Alors que la guerre avec l’Iran continue de structurer les priorités sécuritaires d’Israël, la question d’une montée en puissance de la Turquie dans l’équation régionale commence à s’imposer. Invité sur i24NEWS, le chercheur Rémi Daniel livre une analyse nuancée : la Turquie constitue un défi croissant, mais ne saurait, à ce stade, être placée au même niveau que la menace iranienne.
« Il faut d’abord terminer de s’occuper de la menace iranienne », souligne-t-il d’emblée, insistant sur la nécessité pour Israël de concentrer ses ressources face à un adversaire toujours actif et structurant. Dans un contexte de capacités militaires limitées, la hiérarchisation des priorités apparaît, selon lui, essentielle.
Pour autant, la Turquie ne peut être ignorée. Rémi Daniel évoque une « radicalisation du discours turc » à l’égard d’Israël, ainsi qu’une multiplication des points de friction entre les deux pays.

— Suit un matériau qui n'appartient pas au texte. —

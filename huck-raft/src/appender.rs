use huck_core::error::Result;

use crate::cluster::{Member, MemberKind};
use crate::log::Log;
use crate::progress::NodeProgress;
use crate::raft::{LogIndex, MemberId, Term};
use crate::rpc::Command;
use crate::snapshot::SnapshotStore;

/// Build the next replication request for one member: a batch of entries
/// read from its next index, a snapshot chunk when the log prefix it
/// needs has been compacted away, or an empty heartbeat.
///
/// Reserve members and members with outstanding failures only ever get
/// heartbeats.
#[allow(clippy::too_many_arguments)]
pub fn next_request(
    log: &Log,
    snapshots: &dyn SnapshotStore,
    member: &Member,
    progress: &mut NodeProgress,
    term: Term,
    leader: MemberId,
    commit_index: LogIndex,
    max_batch_bytes: u64,
    snapshot_chunk_bytes: usize,
) -> Result<Option<Command>> {
    if member.kind == MemberKind::Reserve {
        return Ok(Some(Command::Append {
            term,
            leader,
            prev_index: 0,
            prev_term: 0,
            entries: vec![],
            commit_index: 0,
        }));
    }

    if !progress.is_available() {
        return Ok(Some(probe(log, progress, term, leader, commit_index)?));
    }

    match log.batch(progress.next_index, max_batch_bytes)? {
        Some((prev_index, prev_term, entries)) => Ok(Some(Command::Append {
            term,
            leader,
            prev_index,
            prev_term,
            entries,
            commit_index,
        })),
        None => install_chunk(
            snapshots,
            progress,
            term,
            leader,
            snapshot_chunk_bytes,
        ),
    }
}

/// An empty append that carries the leader's identity and term but no
/// entries. Still answered, still resets the member's timer.
fn probe(
    log: &Log,
    progress: &NodeProgress,
    term: Term,
    leader: MemberId,
    commit_index: LogIndex,
) -> Result<Command> {
    let prev_index = progress.match_index;
    let prev_term = log.term_at(prev_index)?.unwrap_or(0);
    Ok(Command::Append {
        term,
        leader,
        prev_index,
        prev_term,
        entries: vec![],
        commit_index: commit_index.min(prev_index),
    })
}

/// The member's next index precedes our first retained entry: switch the
/// pipeline over to transferring the current snapshot.
fn install_chunk(
    snapshots: &dyn SnapshotStore,
    progress: &mut NodeProgress,
    term: Term,
    leader: MemberId,
    snapshot_chunk_bytes: usize,
) -> Result<Option<Command>> {
    let snapshot = match snapshots.current() {
        Some(snapshot) if snapshot.index >= progress.next_index => snapshot,
        // nothing to send until a snapshot covering the gap exists
        _ => return Ok(None),
    };

    let offset = progress.snapshot_cursor(snapshot.id, snapshot.index);
    let end = (offset as usize + snapshot_chunk_bytes).min(snapshot.data.len());
    let data = snapshot.data[offset as usize..end].to_vec();
    let complete = end == snapshot.data.len();
    Ok(Some(Command::Install {
        term,
        leader,
        id: snapshot.id,
        index: snapshot.index,
        snapshot_term: snapshot.term,
        offset,
        data,
        complete,
    }))
}

#[cfg(test)]
mod tests {
    use super::*;
    use crate::log::{Log, MemoryLog};
    use crate::raft::{Entry, EntryKind};
    use crate::snapshot::{MemorySnapshotStore, SnapshotStore};
    use uuid::Uuid;

    fn member(id: MemberId, kind: MemberKind) -> Member {
        Member::new(id, format!("127.0.0.1:{}", 9000 + id).parse().unwrap(), kind)
    }

    fn log_with_commands(n: usize, payload: usize) -> Log {
        let mut log = Log::new(Box::new(MemoryLog::new()));
        for i in 0..n {
            log.append(Entry {
                index: 0,
                term: 1,
                time: 0,
                kind: EntryKind::Command {
                    session: 1,
                    sequence: i as u64 + 1,
                    ack_sequence: 0,
                    payload: vec![0u8; payload],
                },
            })
            .unwrap();
        }
        log
    }

    #[test]
    fn batches_are_bounded() {
        let log = log_with_commands(10, 100);
        let snapshots = MemorySnapshotStore::new();
        let mut progress = NodeProgress::new(2, 0);
        let request = next_request(
            &log,
            &snapshots,
            &member(2, MemberKind::Active),
            &mut progress,
            1,
            1,
            0,
            300,
            1024,
        )
        .unwrap()
        .unwrap();
        match request {
            Command::Append {
                prev_index,
                entries,
                ..
            } => {
                assert_eq!(prev_index, 0);
                assert!(!entries.is_empty());
                assert!(entries.len() < 10);
            }
            other => panic!("unexpected request {:?}", other),
        }
    }

    #[test]
    fn reserve_members_get_empty_heartbeats() {
        let log = log_with_commands(10, 100);
        let snapshots = MemorySnapshotStore::new();
        let mut progress = NodeProgress::new(4, 0);
        let request = next_request(
            &log,
            &snapshots,
            &member(4, MemberKind::Reserve),
            &mut progress,
            1,
            1,
            5,
            300,
            1024,
        )
        .unwrap()
        .unwrap();
        match request {
            Command::Append { entries, .. } => assert!(entries.is_empty()),
            other => panic!("unexpected request {:?}", other),
        }
    }

    #[test]
    fn failing_members_get_probes_only() {
        let log = log_with_commands(10, 100);
        let snapshots = MemorySnapshotStore::new();
        let mut progress = NodeProgress::new(2, 0);
        progress.fail();
        let request = next_request(
            &log,
            &snapshots,
            &member(2, MemberKind::Active),
            &mut progress,
            1,
            1,
            5,
            300,
            1024,
        )
        .unwrap()
        .unwrap();
        match request {
            Command::Append { entries, .. } => assert!(entries.is_empty()),
            other => panic!("unexpected request {:?}", other),
        }
    }

    #[test]
    fn compacted_prefix_cuts_over_to_install() {
        let mut log = log_with_commands(10, 10);
        log.commit(10);
        log.compact(5, 1).unwrap();

        let mut snapshots = MemorySnapshotStore::new();
        let id = Uuid::new_v4();
        snapshots.create(id, 5, 1).unwrap();
        snapshots.write(id, 0, &[1u8; 100]).unwrap();
        snapshots.commit(id).unwrap();

        let mut progress = NodeProgress::new(2, 0);
        assert_eq!(progress.next_index, 1);
        let request = next_request(
            &log,
            &snapshots,
            &member(2, MemberKind::Active),
            &mut progress,
            1,
            1,
            10,
            300,
            64,
        )
        .unwrap()
        .unwrap();
        match request {
            Command::Install {
                index,
                offset,
                data,
                complete,
                ..
            } => {
                assert_eq!(index, 5);
                assert_eq!(offset, 0);
                assert_eq!(data.len(), 64);
                assert!(!complete);
            }
            other => panic!("unexpected request {:?}", other),
        }

        // the cursor advances between chunks
        progress.advance_snapshot(64);
        let request = next_request(
            &log,
            &snapshots,
            &member(2, MemberKind::Active),
            &mut progress,
            1,
            1,
            10,
            300,
            64,
        )
        .unwrap()
        .unwrap();
        match request {
            Command::Install {
                offset,
                data,
                complete,
                ..
            } => {
                assert_eq!(offset, 64);
                assert_eq!(data.len(), 36);
                assert!(complete);
            }
            other => panic!("unexpected request {:?}", other),
        }
    }

    #[test]
    fn caught_up_member_gets_a_heartbeat_batch() {
        let log = log_with_commands(3, 10);
        let snapshots = MemorySnapshotStore::new();
        let mut progress = NodeProgress::new(2, 3);
        let request = next_request(
            &log,
            &snapshots,
            &member(2, MemberKind::Active),
            &mut progress,
            1,
            1,
            3,
            300,
            1024,
        )
        .unwrap()
        .unwrap();
        match request {
            Command::Append {
                prev_index,
                entries,
                commit_index,
                ..
            } => {
                assert_eq!(prev_index, 3);
                assert!(entries.is_empty());
                assert_eq!(commit_index, 3);
            }
            other => panic!("unexpected request {:?}", other),
        }
    }
}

Si Ankara reste un acteur intégré aux réseaux internationaux et maintient des relations formelles avec Israël, la dynamique actuelle traduit une évolution stratégique qui pourrait peser à moyen terme.
Sur le plan militaire, toutefois, l’équilibre reste en faveur d’Israël, notamment dans le domaine aérien. « La Turquie est en retard (…) au niveau des avions, des missiles et des intercepteurs », explique-t-il, rappelant que lors de frappes iraniennes, ce sont les capacités de l’OTAN qui ont assuré l’interception. Dans un scénario de confrontation à distance, Israël conserverait donc un avantage significatif.
En revanche, d’autres terrains pourraient s’avérer plus sensibles, notamment en Syrie ou en mer, où les intérêts turcs et israéliens pourraient davantage s’opposer. Mais pour l’heure, Ankara ne semble pas se préparer à une confrontation directe. « La Turquie ne se prépare pas forcément à une guerre avec Israël », estime le chercheur, même si elle cherche à corriger rapidement ses faiblesses, notamment avec l’appui européen.
Enfin, sur le plan politique, Recep Tayyip Erdogan tente depuis plusieurs années de s’imposer comme une figure centrale du monde musulman, en particulier sur la question palestinienne. Une ambition qui, selon Rémi Daniel, se heurte encore à des résistances dans le monde arabe, marqué par des rivalités et un manque de confiance à l’égard d’Ankara.
Dans cette configuration, la Turquie apparaît moins comme une menace immédiate que comme un facteur d’évolution stratégique, à surveiller dans un environnement régional en recomposition.